For any continuous function $h:[-1,1] \to \mathbb R$, define $I_h:[-1,1] \to \mathbb R$ by $$ I_h(t) := \int_{-\pi}^\pi h(\cos\theta)h(t\cos\theta + (1-t^2)^{1/2}\sin\theta)d\theta = \int_{-\pi}^\pi h(\cos\theta)h(\sin(\theta + \alpha))d\theta, $$ where $\alpha=\alpha(t) := \arcsin(t)$.
For example, in the case $h(t) \equiv t^n$, the integral $I_h(t)$ has been computed here https://math.stackexchange.com/a/4242413/168758. Furthermore, the result in this case can be written compactly as $I_h(t) = 2^{1-n}\pi(-i\cos\alpha)^nP_n(i\tan\alpha)$, where $P_n$ is the $n$th Legendre polynomial.

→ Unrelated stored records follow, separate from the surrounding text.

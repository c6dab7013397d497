// Integration tests for the dictation controller
//
// A manual backend hands its event sender back to the test, so each scenario
// can inject speech events in a precise order and observe the snapshots and
// session notices the controller produces.

use anyhow::Result;
use std::sync::atomic::{AtomicUsize, Ordering};
use std::sync::{Arc, Mutex};
use std::time::Duration;
use tokio::sync::mpsc;
use voiceflow::error::DictationError;
use voiceflow::session::{
    DictationController, DictationHandle, Generation, SessionConfig, SessionNotice, SessionStatus,
    StartOutcome, StopOutcome, TranscriptSnapshot,
};
use voiceflow::speech::{
    BackendFactory, BackendKind, Language, LocaleTag, SpeechBackend, SpeechEvent, SpeechEventKind,
};

#[derive(Default)]
struct Shared {
    sessions: Mutex<Vec<(Generation, LocaleTag, mpsc::Sender<SpeechEvent>)>>,
    stops: AtomicUsize,
    releases: AtomicUsize,
}

impl Shared {
    fn sender(&self, index: usize) -> (Generation, mpsc::Sender<SpeechEvent>) {
        let sessions = self.sessions.lock().unwrap();
        let (generation, _, tx) = &sessions[index];
        (*generation, tx.clone())
    }

    fn locale(&self, index: usize) -> String {
        self.sessions.lock().unwrap()[index].1.as_str().to_string()
    }
}

struct ManualBackend {
    shared: Arc<Shared>,
    capturing: bool,
}

#[async_trait::async_trait]
impl SpeechBackend for ManualBackend {
    async fn start(
        &mut self,
        locale: LocaleTag,
        generation: Generation,
    ) -> Result<mpsc::Receiver<SpeechEvent>, DictationError> {
        let (tx, rx) = mpsc::channel(64);
        self.shared.sessions.lock().unwrap().push((generation, locale, tx));
        self.capturing = true;
        Ok(rx)
    }

    async fn stop(&mut self) -> Result<(), DictationError> {
        self.shared.stops.fetch_add(1, Ordering::SeqCst);
        self.capturing = false;
        Ok(())
    }

    fn release(&mut self) {
        self.shared.releases.fetch_add(1, Ordering::SeqCst);
        self.capturing = false;
    }

    fn is_capturing(&self) -> bool {
        self.capturing
    }

    fn kind(&self) -> BackendKind {
        BackendKind::Embedded
    }

    fn name(&self) -> &str {
        "manual"
    }
}

struct ManualFactory {
    shared: Arc<Shared>,
    unavailable: bool,
}

impl BackendFactory for ManualFactory {
    fn create(&self) -> Result<Box<dyn SpeechBackend>, DictationError> {
        if self.unavailable {
            return Err(DictationError::BackendUnavailable("no recognizer".to_string()));
        }
        Ok(Box::new(ManualBackend {
            shared: Arc::clone(&self.shared),
            capturing: false,
        }))
    }
}

fn spawn_controller(
    grace: Duration,
) -> (DictationHandle, mpsc::UnboundedReceiver<SessionNotice>, Arc<Shared>) {
    let shared = Arc::new(Shared::default());
    let factory = ManualFactory {
        shared: Arc::clone(&shared),
        unavailable: false,
    };
    let config = SessionConfig {
        grace_window: grace,
        ..SessionConfig::default()
    };
    let (handle, notices) = DictationController::spawn(Arc::new(factory), config);
    (handle, notices, shared)
}

async fn wait_for(
    handle: &DictationHandle,
    predicate: impl FnMut(&TranscriptSnapshot) -> bool,
) -> Result<TranscriptSnapshot> {
    let mut snapshots = handle.subscribe();
    let snapshot = tokio::time::timeout(Duration::from_secs(2), snapshots.wait_for(predicate)).await??;
    Ok(snapshot.clone())
}

async fn next_notice(notices: &mut mpsc::UnboundedReceiver<SessionNotice>) -> Result<SessionNotice> {
    let notice = tokio::time::timeout(Duration::from_secs(2), notices.recv())
        .await?
        .ok_or_else(|| anyhow::anyhow!("notice channel closed"))?;
    Ok(notice)
}

fn finished_text(notice: SessionNotice) -> String {
    match notice {
        SessionNotice::Finished(transcript) => transcript.text,
        other => panic!("Expected a finished transcript, got {:?}", other),
    }
}

#[tokio::test]
async fn test_start_stop_delivers_transcript_after_grace() -> Result<()> {
    let (handle, mut notices, shared) = spawn_controller(Duration::from_millis(50));

    let outcome = handle.start(Some(Language::En)).await?;
    let generation = match outcome {
        StartOutcome::Started { generation, backend } => {
            assert_eq!(backend, BackendKind::Embedded);
            generation
        }
        other => panic!("Expected Started, got {:?}", other),
    };
    assert_eq!(handle.snapshot().status, SessionStatus::Listening);
    assert_eq!(shared.locale(0), "en-US");

    let (_, tx) = shared.sender(0);
    tx.send(SpeechEvent::partial(generation, "hel")).await?;
    tx.send(SpeechEvent::final_text(generation, "hello ")).await?;
    tx.send(SpeechEvent::partial(generation, "world")).await?;

    let live = wait_for(&handle, |s| s.display_text() == "hello world").await?;
    assert_eq!(live.final_text, "hello ");
    assert_eq!(live.interim_text, "world");

    assert_eq!(handle.stop().await?, StopOutcome::Finalizing { generation });
    assert_eq!(handle.snapshot().status, SessionStatus::Finalizing);

    let notice = next_notice(&mut notices).await?;
    match notice {
        SessionNotice::Finished(transcript) => {
            assert_eq!(transcript.text, "hello world");
            assert_eq!(transcript.generation, generation);
            assert_eq!(transcript.language, Language::En);
            assert_eq!(transcript.backend, Some(BackendKind::Embedded));
        }
        other => panic!("Expected Finished, got {:?}", other),
    }

    let idle = wait_for(&handle, |s| s.status == SessionStatus::Idle).await?;
    assert_eq!(idle.interim_text, "");
    assert_eq!(shared.stops.load(Ordering::SeqCst), 1);
    assert_eq!(shared.releases.load(Ordering::SeqCst), 1);

    Ok(())
}

#[tokio::test]
async fn test_final_replaces_partials_in_transcript() -> Result<()> {
    let (handle, mut notices, shared) = spawn_controller(Duration::from_millis(50));

    handle.start(None).await?;
    let (generation, tx) = shared.sender(0);
    tx.send(SpeechEvent::partial(generation, "hell")).await?;
    tx.send(SpeechEvent::partial(generation, "hello")).await?;
    tx.send(SpeechEvent::final_text(generation, "hello world ")).await?;
    wait_for(&handle, |s| s.final_text == "hello world ").await?;

    handle.stop().await?;
    assert_eq!(finished_text(next_notice(&mut notices).await?), "hello world ");

    let idle = wait_for(&handle, |s| s.status == SessionStatus::Idle).await?;
    assert_eq!(idle.interim_text, "");

    tokio::time::sleep(Duration::from_millis(100)).await;
    assert!(notices.try_recv().is_err());

    Ok(())
}

#[tokio::test]
async fn test_mixed_language_uses_chinese_locale() -> Result<()> {
    let (handle, _notices, shared) = spawn_controller(Duration::from_millis(50));

    handle.start(None).await?;
    assert_eq!(shared.locale(0), "zh-CN");

    Ok(())
}

#[tokio::test]
async fn test_start_while_active_is_noop() -> Result<()> {
    let (handle, _notices, shared) = spawn_controller(Duration::from_millis(200));

    handle.start(None).await?;
    let generation = handle.snapshot().generation;

    let second = handle.start(None).await?;
    assert_eq!(
        second,
        StartOutcome::AlreadyActive {
            status: SessionStatus::Listening
        }
    );
    assert_eq!(handle.snapshot().generation, generation);
    assert_eq!(shared.sessions.lock().unwrap().len(), 1, "No second backend created");

    handle.stop().await?;
    let third = handle.start(None).await?;
    assert_eq!(
        third,
        StartOutcome::AlreadyActive {
            status: SessionStatus::Finalizing
        }
    );

    Ok(())
}

#[tokio::test]
async fn test_double_stop_delivers_once() -> Result<()> {
    let (handle, mut notices, shared) = spawn_controller(Duration::from_millis(50));

    handle.start(None).await?;
    let (generation, tx) = shared.sender(0);
    tx.send(SpeechEvent::final_text(generation, "once")).await?;
    wait_for(&handle, |s| s.final_text == "once").await?;

    assert!(matches!(handle.stop().await?, StopOutcome::Finalizing { .. }));
    assert_eq!(
        handle.stop().await?,
        StopOutcome::NotListening {
            status: SessionStatus::Finalizing
        }
    );

    assert_eq!(finished_text(next_notice(&mut notices).await?), "once");

    tokio::time::sleep(Duration::from_millis(150)).await;
    assert!(notices.try_recv().is_err(), "Transcript must be delivered exactly once");
    assert_eq!(shared.stops.load(Ordering::SeqCst), 1);

    Ok(())
}

#[tokio::test]
async fn test_stop_while_idle_is_noop() -> Result<()> {
    let (handle, mut notices, _shared) = spawn_controller(Duration::from_millis(50));

    assert_eq!(
        handle.stop().await?,
        StopOutcome::NotListening {
            status: SessionStatus::Idle
        }
    );

    tokio::time::sleep(Duration::from_millis(100)).await;
    assert!(notices.try_recv().is_err());

    Ok(())
}

#[tokio::test]
async fn test_grace_window_admits_late_final() -> Result<()> {
    let (handle, mut notices, shared) = spawn_controller(Duration::from_millis(300));

    handle.start(None).await?;
    let (generation, tx) = shared.sender(0);
    tx.send(SpeechEvent::partial(generation, "almost")).await?;
    wait_for(&handle, |s| s.interim_text == "almost").await?;

    handle.stop().await?;
    tx.send(SpeechEvent::final_text(generation, "almost there")).await?;

    let live = wait_for(&handle, |s| s.final_text == "almost there").await?;
    assert_eq!(live.status, SessionStatus::Finalizing);
    assert_eq!(live.interim_text, "");

    assert_eq!(finished_text(next_notice(&mut notices).await?), "almost there");

    Ok(())
}

#[tokio::test]
async fn test_stale_events_after_restart_are_discarded() -> Result<()> {
    let (handle, mut notices, shared) = spawn_controller(Duration::from_millis(30));

    handle.start(None).await?;
    let (old_generation, old_tx) = shared.sender(0);
    old_tx.send(SpeechEvent::final_text(old_generation, "first")).await?;
    wait_for(&handle, |s| s.final_text == "first").await?;
    handle.stop().await?;
    assert_eq!(finished_text(next_notice(&mut notices).await?), "first");

    let outcome = handle.start(None).await?;
    let StartOutcome::Started { generation, .. } = outcome else {
        panic!("Expected Started, got {:?}", outcome);
    };
    assert!(generation > old_generation);

    // The first backend keeps talking after its session ended
    old_tx.send(SpeechEvent::final_text(old_generation, "late")).await?;
    old_tx
        .send(SpeechEvent::error(
            old_generation,
            DictationError::TransientRecognition("network".to_string()),
        ))
        .await?;

    let snapshot = wait_for(&handle, |s| s.stale_discarded == 2).await?;
    assert_eq!(snapshot.final_text, "", "Stale text must not leak into the new session");
    assert_eq!(snapshot.status, SessionStatus::Listening);

    let (_, tx) = shared.sender(1);
    tx.send(SpeechEvent::final_text(generation, "second")).await?;
    wait_for(&handle, |s| s.final_text == "second").await?;
    handle.stop().await?;
    assert_eq!(finished_text(next_notice(&mut notices).await?), "second");

    Ok(())
}

#[tokio::test]
async fn test_hard_error_fails_session() -> Result<()> {
    let (handle, mut notices, shared) = spawn_controller(Duration::from_millis(50));

    handle.start(None).await?;
    let (generation, tx) = shared.sender(0);
    tx.send(SpeechEvent::partial(generation, "partial text")).await?;
    tx.send(SpeechEvent::error(
        generation,
        DictationError::PermissionDenied("not-allowed".to_string()),
    ))
    .await?;

    match next_notice(&mut notices).await? {
        SessionNotice::Failed {
            generation: failed,
            error,
        } => {
            assert_eq!(failed, generation);
            assert!(matches!(error, DictationError::PermissionDenied(_)));
        }
        other => panic!("Expected Failed, got {:?}", other),
    }

    let snapshot = wait_for(&handle, |s| s.status == SessionStatus::Idle).await?;
    assert_eq!(snapshot.interim_text, "");
    assert_eq!(shared.releases.load(Ordering::SeqCst), 1);

    // Surfaced once; the grace timer was never armed
    tokio::time::sleep(Duration::from_millis(100)).await;
    assert!(notices.try_recv().is_err());

    // Idle again, so a new session may start
    assert!(matches!(handle.start(None).await?, StartOutcome::Started { .. }));

    Ok(())
}

#[tokio::test]
async fn test_error_during_grace_window_fails_session() -> Result<()> {
    let (handle, mut notices, shared) = spawn_controller(Duration::from_millis(200));

    handle.start(None).await?;
    let (generation, tx) = shared.sender(0);
    tx.send(SpeechEvent::final_text(generation, "text")).await?;
    wait_for(&handle, |s| s.final_text == "text").await?;

    assert!(matches!(handle.stop().await?, StopOutcome::Finalizing { .. }));
    tx.send(SpeechEvent::error(
        generation,
        DictationError::TransientRecognition("network".to_string()),
    ))
    .await?;

    match next_notice(&mut notices).await? {
        SessionNotice::Failed {
            generation: failed,
            error,
        } => {
            assert_eq!(failed, generation);
            assert!(matches!(error, DictationError::TransientRecognition(_)));
        }
        other => panic!("Expected Failed, got {:?}", other),
    }

    // The grace timer fires into an idle session and delivers nothing
    tokio::time::sleep(Duration::from_millis(350)).await;
    assert!(notices.try_recv().is_err(), "No transcript after a failed session");

    let snapshot = handle.snapshot();
    assert_eq!(snapshot.status, SessionStatus::Idle);
    assert_eq!(shared.releases.load(Ordering::SeqCst), 1);

    Ok(())
}

#[tokio::test]
async fn test_end_of_stream_finalizes_immediately() -> Result<()> {
    let (handle, mut notices, shared) = spawn_controller(Duration::from_secs(30));

    handle.start(None).await?;
    let (generation, tx) = shared.sender(0);
    tx.send(SpeechEvent::final_text(generation, "done")).await?;
    tx.send(SpeechEvent::new(generation, SpeechEventKind::Ended)).await?;

    // Well before the 30s grace window
    assert_eq!(finished_text(next_notice(&mut notices).await?), "done");
    assert_eq!(handle.snapshot().status, SessionStatus::Idle);

    Ok(())
}

#[tokio::test]
async fn test_empty_session_delivers_nothing() -> Result<()> {
    let (handle, mut notices, _shared) = spawn_controller(Duration::from_millis(30));

    handle.start(None).await?;
    handle.stop().await?;

    wait_for(&handle, |s| s.status == SessionStatus::Idle).await?;
    tokio::time::sleep(Duration::from_millis(50)).await;
    assert!(notices.try_recv().is_err(), "Empty transcripts are not delivered");

    Ok(())
}

#[tokio::test]
async fn test_backend_unavailable_keeps_session_idle() -> Result<()> {
    let factory = ManualFactory {
        shared: Arc::new(Shared::default()),
        unavailable: true,
    };
    let (handle, _notices) = DictationController::spawn(Arc::new(factory), SessionConfig::default());

    let err = handle.start(None).await.unwrap_err();
    assert!(matches!(err, DictationError::BackendUnavailable(_)));
    assert_eq!(handle.snapshot().status, SessionStatus::Idle);

    Ok(())
}

#[tokio::test]
async fn test_handle_after_shutdown_reports_closed() -> Result<()> {
    let (handle, _notices, _shared) = spawn_controller(Duration::from_millis(50));

    handle.shutdown().await;
    let err = handle.start(None).await.unwrap_err();
    assert_eq!(err, DictationError::SessionClosed);

    Ok(())
}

Question. For $h(t) \equiv e^{ct}$ with $c>0$, is there a closed form solution in terms of special polynomials / functions (Legendre, Hermite, Bessel, etc.) ?
I'm really only interested in the values of $I_h(0)$, $I_h(1)$, and $I_h'(0)$.
Example. If $c=1$, then $I_h(0) = 2\pi J_2(0)$, where $J_2$ is the modified Bessel function of the second kind.
The integral is easily computable in terms of a Bessel function representation. For $h(t)=e^{ct}$ the integral in question reads
$$I_h(t)=\int_{-\pi}^{\pi}dx e^{c(1+t)\cos x+c\sqrt{1-t^2}\sin x}=\int_{-\pi}^{\pi}dx e^{c\sqrt{2(1+t)}\cos(x-\gamma)}$$
where the angle $\gamma$ is defined by $\cos\gamma=\sqrt{\frac{1+t}{2}}~,~ \sin\gamma=\sqrt{\frac{1-t}{2}}$. Because of the periodicity of the integrand and the fact that we are integrating over the exact period of the integrand we are allowed to shift away the angle $\gamma$. The resulting integral can be computed in terms of a modified Bessel function as follows
$$I_h(t)=\int_{-\pi}^{\pi}e^{c\sqrt{2(1+t)}\cos y}dy= 2\pi I_0\left(c\sqrt{2(1+t)}\right)$$